### Problem requirements
Report each line of the records where "push" occurs.

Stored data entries
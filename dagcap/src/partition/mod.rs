// src/partition/mod.rs

//! The two reshaping strategies that cap effective parallelism.
//!
//! - [`cluster`]: C-PASTA work-stealing clustering into bounded-size
//!   cluster nodes.
//! - [`stream`]: deterministic level-based reshaping into `S` linear
//!   chains.

pub mod cluster;
pub mod stream;

pub use cluster::{ClusterDag, ClusterEdge, ClusterNode};
// src/config/loader.rs

use std::fs;
use std::path::Path;

use anyhow::{Context, Result};

use crate::config::model::ScenarioFile;
use crate::config::validate::validate_scenario;

/// Load a scenario file from a given path and return the raw
/// `ScenarioFile`.
///
/// This only performs TOML deserialization; it does **not** perform
/// semantic validation. Use [`load_and_validate`] for that.
pub fn load_from_path(path: impl AsRef<Path>) -> Result<ScenarioFile> {
    let path = path.as_ref();
    let contents = fs::read_to_string(path)
        .with_context(|| format!("reading scenario file at {:?}", path))?;

    let scenario: ScenarioFile = toml::from_str(&contents)
        .with_context(|| format!("parsing TOML scenario from {:?}", path))?;

    Ok(scenario)
}

/// Load a scenario file from path and run basic validation.
///
/// This is the recommended entry point for the rest of the
/// application: reads TOML, applies defaults (handled by `serde` +
/// `Default` impls), and rejects zero values where the library would
/// fail with a configuration error anyway.
pub fn load_and_validate(path: impl AsRef<Path>) -> Result<ScenarioFile> {
    let scenario = load_from_path(&path)?;
    validate_scenario(&scenario)?;
    Ok(scenario)
}
// src/lib.rs

//! Parallelism-limited scheduling of task DAGs.
//!
//! Circuit-simulation workloads produce task graphs with far more
//! structural parallelism than any machine can exploit; running them
//! as-is drowns the runtime in scheduling overhead. This crate reshapes
//! such a graph so that executing it never exceeds a chosen width,
//! while preserving every original dependency:
//!
//! - [`Graph::partition_c_pasta`] fuses nodes into clusters of bounded
//!   size with a parallel work-stealing traversal, then executes at
//!   cluster granularity.
//! - [`Graph::partition_stream`] rewrites the edge set into `S` linear
//!   chains plus cross-chain edges, so at most `S` tasks are ever ready
//!   at once.
//!
//! The graph itself is editable between runs: node and edge insertion
//! and removal are O(1), so incremental workloads can mutate and
//! re-partition cheaply. Execution is delegated to tokio; each run mode
//! (original edges, cluster DAG, reshaped edges, or original edges
//! under a counting semaphore) reports wall-clock time and the peak
//! parallelism it actually reached.

pub mod errors;
pub mod exec;
pub mod graph;
pub mod partition;

pub use errors::{GraphError, Result};
pub use exec::{RunStats, RunTotals};
pub use graph::{EdgeId, Graph, NodeId};
pub use partition::ClusterDag;
// src/commands/incre.rs

//! Incremental churn benchmark: stream-partitioned runs interleaved
//! with random structural edits, with the stream count bouncing
//! between 1 and `max_streams`.

use std::path::Path;

use anyhow::{bail, Result};
use rand::rngs::StdRng;
use rand::SeedableRng;
use tracing::debug;

use crate::commands::bench::load_checked;
use crate::config::{self, ScenarioFile};

/// Fully-resolved parameters for one incremental run.
#[derive(Debug, Clone, Copy)]
pub struct IncreParams {
    pub matrix_size: usize,
    pub num_incre_ops: usize,
    pub iterations: usize,
    pub max_streams: usize,
    pub seed: u64,
}

/// Merge the optional scenario file with CLI overrides. Flags win over
/// the file; the file's defaults fill whatever is left.
pub fn resolve_params(
    config_path: Option<&Path>,
    num_incre_ops: Option<usize>,
    matrix_size: Option<usize>,
    iterations: Option<usize>,
    max_streams: Option<usize>,
    seed: Option<u64>,
) -> Result<IncreParams> {
    let scenario = match config_path {
        Some(path) => config::load_and_validate(path)?,
        None => ScenarioFile::default(),
    };

    let params = IncreParams {
        matrix_size: matrix_size.unwrap_or(scenario.workload.matrix_size),
        num_incre_ops: num_incre_ops.unwrap_or(scenario.incremental.ops_per_iteration),
        iterations: iterations.unwrap_or(scenario.incremental.iterations),
        max_streams: max_streams.unwrap_or(scenario.incremental.max_streams),
        seed: seed.unwrap_or(scenario.incremental.seed),
    };

    if params.matrix_size == 0 {
        bail!("--matrix-size must be >= 1");
    }
    if params.iterations == 0 {
        bail!("--iterations must be >= 1");
    }
    if params.max_streams == 0 {
        bail!("--max-streams must be >= 1");
    }
    Ok(params)
}

pub async fn run(circuit: &Path, params: IncreParams) -> Result<()> {
    let mut graph = load_checked(circuit)?;
    let mut rng = StdRng::seed_from_u64(params.seed);

    let max_streams = params.max_streams as i64;
    let mut num_streams = max_streams;
    let mut dir: i64 = -1;

    for iteration in 0..params.iterations {
        graph
            .run_stream_partition(params.matrix_size, num_streams as usize)
            .await?;

        let n = params.num_incre_ops;
        graph.remove_random_nodes(n, &mut rng);
        graph.remove_random_edges(n, &mut rng);
        let added = graph.add_random_edges(n, &mut rng);
        graph.add_random_nodes(n, &mut rng, "incre");

        if graph.has_cycle() {
            bail!("graph became cyclic after iteration {iteration}");
        }

        debug!(
            iteration,
            num_streams,
            edges_added = added,
            nodes = graph.num_nodes(),
            edges = graph.num_edges(),
            "incremental iteration complete"
        );

        // Bounce the stream count between 1 and max_streams.
        num_streams += dir;
        if num_streams <= 1 {
            num_streams = 1;
            dir = 1;
        } else if num_streams >= max_streams {
            num_streams = max_streams;
            dir = -1;
        }
    }

    println!(
        "total_runtime_stream_partition: {} ms",
        graph.run_totals().stream_partition().as_millis()
    );
    Ok(())
}
impl Graph {
    pub fn new() -> Self {
        Self::default()
    }

    pub fn num_nodes(&self) -> usize {
        self.node_count
    }

    pub fn num_edges(&self) -> usize {
        self.edge_count
    }

    /// Upper bound on cluster size used by
    /// [`partition_c_pasta`](Graph::partition_c_pasta).
    pub fn set_partition_size(&mut self, size: usize) {
        self.partition_size = size;
    }

    pub fn partition_size(&self) -> usize {
        self.partition_size
    }

    /// Insert a fresh node with no edges.
    pub fn insert_node(&mut self, name: impl Into<String>) -> NodeId {
        self.clusters = None;
        let data = NodeData::new(name.into());
        let index = match self.free_nodes.pop() {
            Some(index) => {
                let slot = &mut self.nodes[index as usize];
                slot.data = Some(data);
                index
            }
            None => {
                self.nodes.push(Slot { gen: 0, data: Some(data) });
                (self.nodes.len() - 1) as u32
            }
        };
        self.node_count += 1;
        NodeId {
            index,
            gen: self.nodes[index as usize].gen,
        }
    }

    /// Insert the edge `from -> to`, appending it to `from`'s fanout
    /// list and `to`'s fanin list.
    ///
    /// # Panics
    ///
    /// Panics if either handle is stale.
    pub fn insert_edge(&mut self, from: NodeId, to: NodeId) -> EdgeId {
        let from_slot = self.node_slot(from);
        let to_slot = self.node_slot(to);
        self.clusters = None;

        let data = EdgeData {
            from,
            to,
            prev_out: self.node_data(from_slot).last_out,
            next_out: None,
            prev_in: self.node_data(to_slot).last_in,
            next_in: None,
        };
        let index = match self.free_edges.pop() {
            Some(index) => {
                self.edges[index as usize].data = Some(data);
                index
            }
            None => {
                self.edges.push(Slot { gen: 0, data: Some(data) });
                (self.edges.len() - 1) as u32
            }
        };

        // Tail append on both endpoint lists.
        let prev_out = self.edge_data(index).prev_out;
        match prev_out {
            Some(p) => self.edge_data_mut(p).next_out = Some(index),
            None => self.node_data_mut(from_slot).first_out = Some(index),
        }
        self.node_data_mut(from_slot).last_out = Some(index);
        self.node_data_mut(from_slot).out_len += 1;

        let prev_in = self.edge_data(index).prev_in;
        match prev_in {
            Some(p) => self.edge_data_mut(p).next_in = Some(index),
            None => self.node_data_mut(to_slot).first_in = Some(index),
        }
        self.node_data_mut(to_slot).last_in = Some(index);
        self.node_data_mut(to_slot).in_len += 1;

        self.edge_count += 1;
        EdgeId {
            index,
            gen: self.edges[index as usize].gen,
        }
    }

    /// Remove a single edge, splicing it out of both endpoint lists.
    ///
    /// # Panics
    ///
    /// Panics if the handle is stale.
    pub fn remove_edge(&mut self, edge: EdgeId) {
        let index = self.edge_slot(edge);
        self.clusters = None;
        self.unlink_edge(index);
        let slot = &mut self.edges[index as usize];
        slot.data = None;
        slot.gen = slot.gen.wrapping_add(1);
        self.free_edges.push(index);
        self.edge_count -= 1;
    }

    /// Remove a node together with all incident edges.
    ///
    /// # Panics
    ///
    /// Panics if the handle is stale.
    pub fn remove_node(&mut self, node: NodeId) {
        let slot = self.node_slot(node);
        self.clusters = None;

        while let Some(eidx) = self.node_data(slot).first_in {
            self.unlink_edge(eidx);
            self.release_edge_slot(eidx);
        }
        while let Some(eidx) = self.node_data(slot).first_out {
            self.unlink_edge(eidx);
            self.release_edge_slot(eidx);
        }

        let s = &mut self.nodes[slot as usize];
        s.data = None;
        s.gen = s.gen.wrapping_add(1);
        self.free_nodes.push(slot);
        self.node_count -= 1;
        debug!(node = node.index, remaining = self.node_count, "node removed");
    }

    /// True if `node` still refers to a live node.
    pub fn contains_node(&self, node: NodeId) -> bool {
        self.nodes
            .get(node.index as usize)
            .is_some_and(|s| s.gen == node.gen && s.data.is_some())
    }

    /// True if `edge` still refers to a live edge.
    pub fn contains_edge_id(&self, edge: EdgeId) -> bool {
        self.edges
            .get(edge.index as usize)
            .is_some_and(|s| s.gen == edge.gen && s.data.is_some())
    }

    /// Linear scan of `from`'s fanout list for an edge to `to`.
    pub fn contains_edge(&self, from: NodeId, to: NodeId) -> bool {
        let slot = self.node_slot(from);
        self.out_edge_slots(slot)
            .any(|e| self.edge_data(e).to == to)
    }

    pub fn node_name(&self, node: NodeId) -> &str {
        &self.node_data(self.node_slot(node)).name
    }

    pub fn in_degree(&self, node: NodeId) -> usize {
        self.node_data(self.node_slot(node)).in_len
    }

    pub fn out_degree(&self, node: NodeId) -> usize {
        self.node_data(self.node_slot(node)).out_len
    }

    pub fn edge_endpoints(&self, edge: EdgeId) -> (NodeId, NodeId) {
        let e = self.edge_data(self.edge_slot(edge));
        (e.from, e.to)
    }

    /// Live nodes in slot order (insertion order, with removed slots
    /// punched out and reused by later insertions).
    pub fn node_ids(&self) -> impl Iterator<Item = NodeId> + '_ {
        self.nodes.iter().enumerate().filter_map(|(i, s)| {
            s.data.as_ref().map(|_| NodeId {
                index: i as u32,
                gen: s.gen,
            })
        })
    }

    /// Live edges in slot order.
    pub fn edge_ids(&self) -> impl Iterator<Item = EdgeId> + '_ {
        self.edges.iter().enumerate().filter_map(|(i, s)| {
            s.data.as_ref().map(|_| EdgeId {
                index: i as u32,
                gen: s.gen,
            })
        })
    }

    /// Incoming edges of `node`, in insertion order.
    pub fn fanins(&self, node: NodeId) -> impl Iterator<Item = EdgeId> + '_ {
        let slot = self.node_slot(node);
        self.in_edge_slots(slot).map(|i| EdgeId {
            index: i,
            gen: self.edges[i as usize].gen,
        })
    }

    /// Outgoing edges of `node`, in insertion order.
    pub fn fanouts(&self, node: NodeId) -> impl Iterator<Item = EdgeId> + '_ {
        let slot = self.node_slot(node);
        self.out_edge_slots(slot).map(|i| EdgeId {
            index: i,
            gen: self.edges[i as usize].gen,
        })
    }

    /// Source nodes of `node`'s incoming edges, in insertion order.
    pub fn fanin_sources(&self, node: NodeId) -> impl Iterator<Item = NodeId> + '_ {
        let slot = self.node_slot(node);
        self.in_edge_slots(slot).map(|i| self.edge_data(i).from)
    }

    /// Target nodes of `node`'s outgoing edges, in insertion order.
    pub fn fanout_targets(&self, node: NodeId) -> impl Iterator<Item = NodeId> + '_ {
        let slot = self.node_slot(node);
        self.out_edge_slots(slot).map(|i| self.edge_data(i).to)
    }

    /// Verify the adjacency invariant: every live edge is linked
    /// exactly once in its source's fanout list and once in its
    /// target's fanin list, list lengths match the degree counters,
    /// and the back-links are mutually consistent.
    ///
    /// O(V + E); meant for tests and debugging after mutation
    /// sequences, not for the hot path.
    pub fn check_consistency(&self) -> Result<()> {
        let mut seen_out = 0usize;
        let mut seen_in = 0usize;

        for slot in self.node_slots() {
            let node = self.node_data(slot);

            let mut prev: Option<u32> = None;
            let mut len = 0usize;
            let mut cur = node.first_out;
            while let Some(e) = cur {
                let edge = self.edge_data(e);
                if edge.from.index != slot {
                    return Err(GraphError::InvariantViolation(format!(
                        "edge {e} in fanout list of node {slot} but points from {}",
                        edge.from.index
                    )));
                }
                if edge.prev_out != prev {
                    return Err(GraphError::InvariantViolation(format!(
                        "broken prev_out link at edge {e}"
                    )));
                }
                prev = cur;
                cur = edge.next_out;
                len += 1;
            }
            if node.last_out != prev || len != node.out_len {
                return Err(GraphError::InvariantViolation(format!(
                    "fanout list of node {slot} has {len} entries, counter says {}",
                    node.out_len
                )));
            }
            seen_out += len;

            let mut prev: Option<u32> = None;
            let mut len = 0usize;
            let mut cur = node.first_in;
            while let Some(e) = cur {
                let edge = self.edge_data(e);
                if edge.to.index != slot {
                    return Err(GraphError::InvariantViolation(format!(
                        "edge {e} in fanin list of node {slot} but points to {}",
                        edge.to.index
                    )));
                }
                if edge.prev_in != prev {
                    return Err(GraphError::InvariantViolation(format!(
                        "broken prev_in link at edge {e}"
                    )));
                }
                prev = cur;
                cur = edge.next_in;
                len += 1;
            }
            if node.last_in != prev || len != node.in_len {
                return Err(GraphError::InvariantViolation(format!(
                    "fanin list of node {slot} has {len} entries, counter says {}",
                    node.in_len
                )));
            }
            seen_in += len;
        }

        if seen_out != self.edge_count || seen_in != self.edge_count {
            return Err(GraphError::InvariantViolation(format!(
                "edge count {} but fanout lists hold {seen_out} and fanin lists {seen_in}",
                self.edge_count
            )));
        }
        Ok(())
    }

    // ---- crate-internal slot-level access for the algorithm modules ----

    /// Number of node slots ever allocated; scratch arrays indexed by
    /// slot are sized with this.
    pub(crate) fn node_slot_capacity(&self) -> usize {
        self.nodes.len()
    }

    /// Occupied node slots in slot order.
    pub(crate) fn node_slots(&self) -> impl Iterator<Item = u32> + '_ {
        self.nodes
            .iter()
            .enumerate()
            .filter_map(|(i, s)| s.data.as_ref().map(|_| i as u32))
    }

    pub(crate) fn node_id_at(&self, slot: u32) -> NodeId {
        NodeId {
            index: slot,
            gen: self.nodes[slot as usize].gen,
        }
    }

    pub(crate) fn node_slot(&self, node: NodeId) -> u32 {
        match self.nodes.get(node.index as usize) {
            Some(s) if s.gen == node.gen && s.data.is_some() => node.index,
            _ => panic!("stale node handle {node:?}"),
        }
    }

    pub(crate) fn edge_slot(&self, edge: EdgeId) -> u32 {
        match self.edges.get(edge.index as usize) {
            Some(s) if s.gen == edge.gen && s.data.is_some() => edge.index,
            _ => panic!("stale edge handle {edge:?}"),
        }
    }

    pub(crate) fn node_data(&self, slot: u32) -> &NodeData {
        self.nodes[slot as usize]
            .data
            .as_ref()
            .expect("empty node slot")
    }

    pub(crate) fn node_data_mut(&mut self, slot: u32) -> &mut NodeData {
        self.nodes[slot as usize]
            .data
            .as_mut()
            .expect("empty node slot")
    }

    pub(crate) fn edge_data(&self, slot: u32) -> &EdgeData {
        self.edges[slot as usize]
            .data
            .as_ref()
            .expect("empty edge slot")
    }

    fn edge_data_mut(&mut self, slot: u32) -> &mut EdgeData {
        self.edges[slot as usize]
            .data
            .as_mut()
            .expect("empty edge slot")
    }

    /// Fanout edge slots of a node, in list (insertion) order.
    pub(crate) fn out_edge_slots(&self, slot: u32) -> impl Iterator<Item = u32> + '_ {
        let mut cur = self.node_data(slot).first_out;
        std::iter::from_fn(move || {
            let e = cur?;
            cur = self.edge_data(e).next_out;
            Some(e)
        })
    }

    /// Successor link of an edge within its source's fanout list.
    pub(crate) fn next_out_edge(&self, eidx: u32) -> Option<u32> {
        self.edge_data(eidx).next_out
    }

    /// Fanin edge slots of a node, in list (insertion) order.
    pub(crate) fn in_edge_slots(&self, slot: u32) -> impl Iterator<Item = u32> + '_ {
        let mut cur = self.node_data(slot).first_in;
        std::iter::from_fn(move || {
            let e = cur?;
            cur = self.edge_data(e).next_in;
            Some(e)
        })
    }

    // ---- linked-list surgery ----

    fn unlink_edge(&mut self, eidx: u32) {
        let (from, to, prev_out, next_out, prev_in, next_in) = {
            let e = self.edge_data(eidx);
            (e.from.index, e.to.index, e.prev_out, e.next_out, e.prev_in, e.next_in)
        };

        match prev_out {
            Some(p) => self.edge_data_mut(p).next_out = next_out,
            None => self.node_data_mut(from).first_out = next_out,
        }
        match next_out {
            Some(n) => self.edge_data_mut(n).prev_out = prev_out,
            None => self.node_data_mut(from).last_out = prev_out,
        }
        self.node_data_mut(from).out_len -= 1;

        match prev_in {
            Some(p) => self.edge_data_mut(p).next_in = next_in,
            None => self.node_data_mut(to).first_in = next_in,
        }
        match next_in {
            Some(n) => self.edge_data_mut(n).prev_in = prev_in,
            None => self.node_data_mut(to).last_in = prev_in,
        }
        self.node_data_mut(to).in_len -= 1;
    }

    /// Free an edge slot that has already been unlinked.
    fn release_edge_slot(&mut self, eidx: u32) {
        let slot = &mut self.edges[eidx as usize];
        slot.data = None;
        slot.gen = slot.gen.wrapping_add(1);
        self.free_edges.push(eidx);
        self.edge_count -= 1;
    }
}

### Response box
                self.nodes.push(Slot { gen: 0, data: Some(data) });
                self.edges.push(Slot { gen: 0, data: Some(data) });
        self.free_edges.push(index);
        self.free_nodes.push(slot);
        self.free_edges.push(eidx);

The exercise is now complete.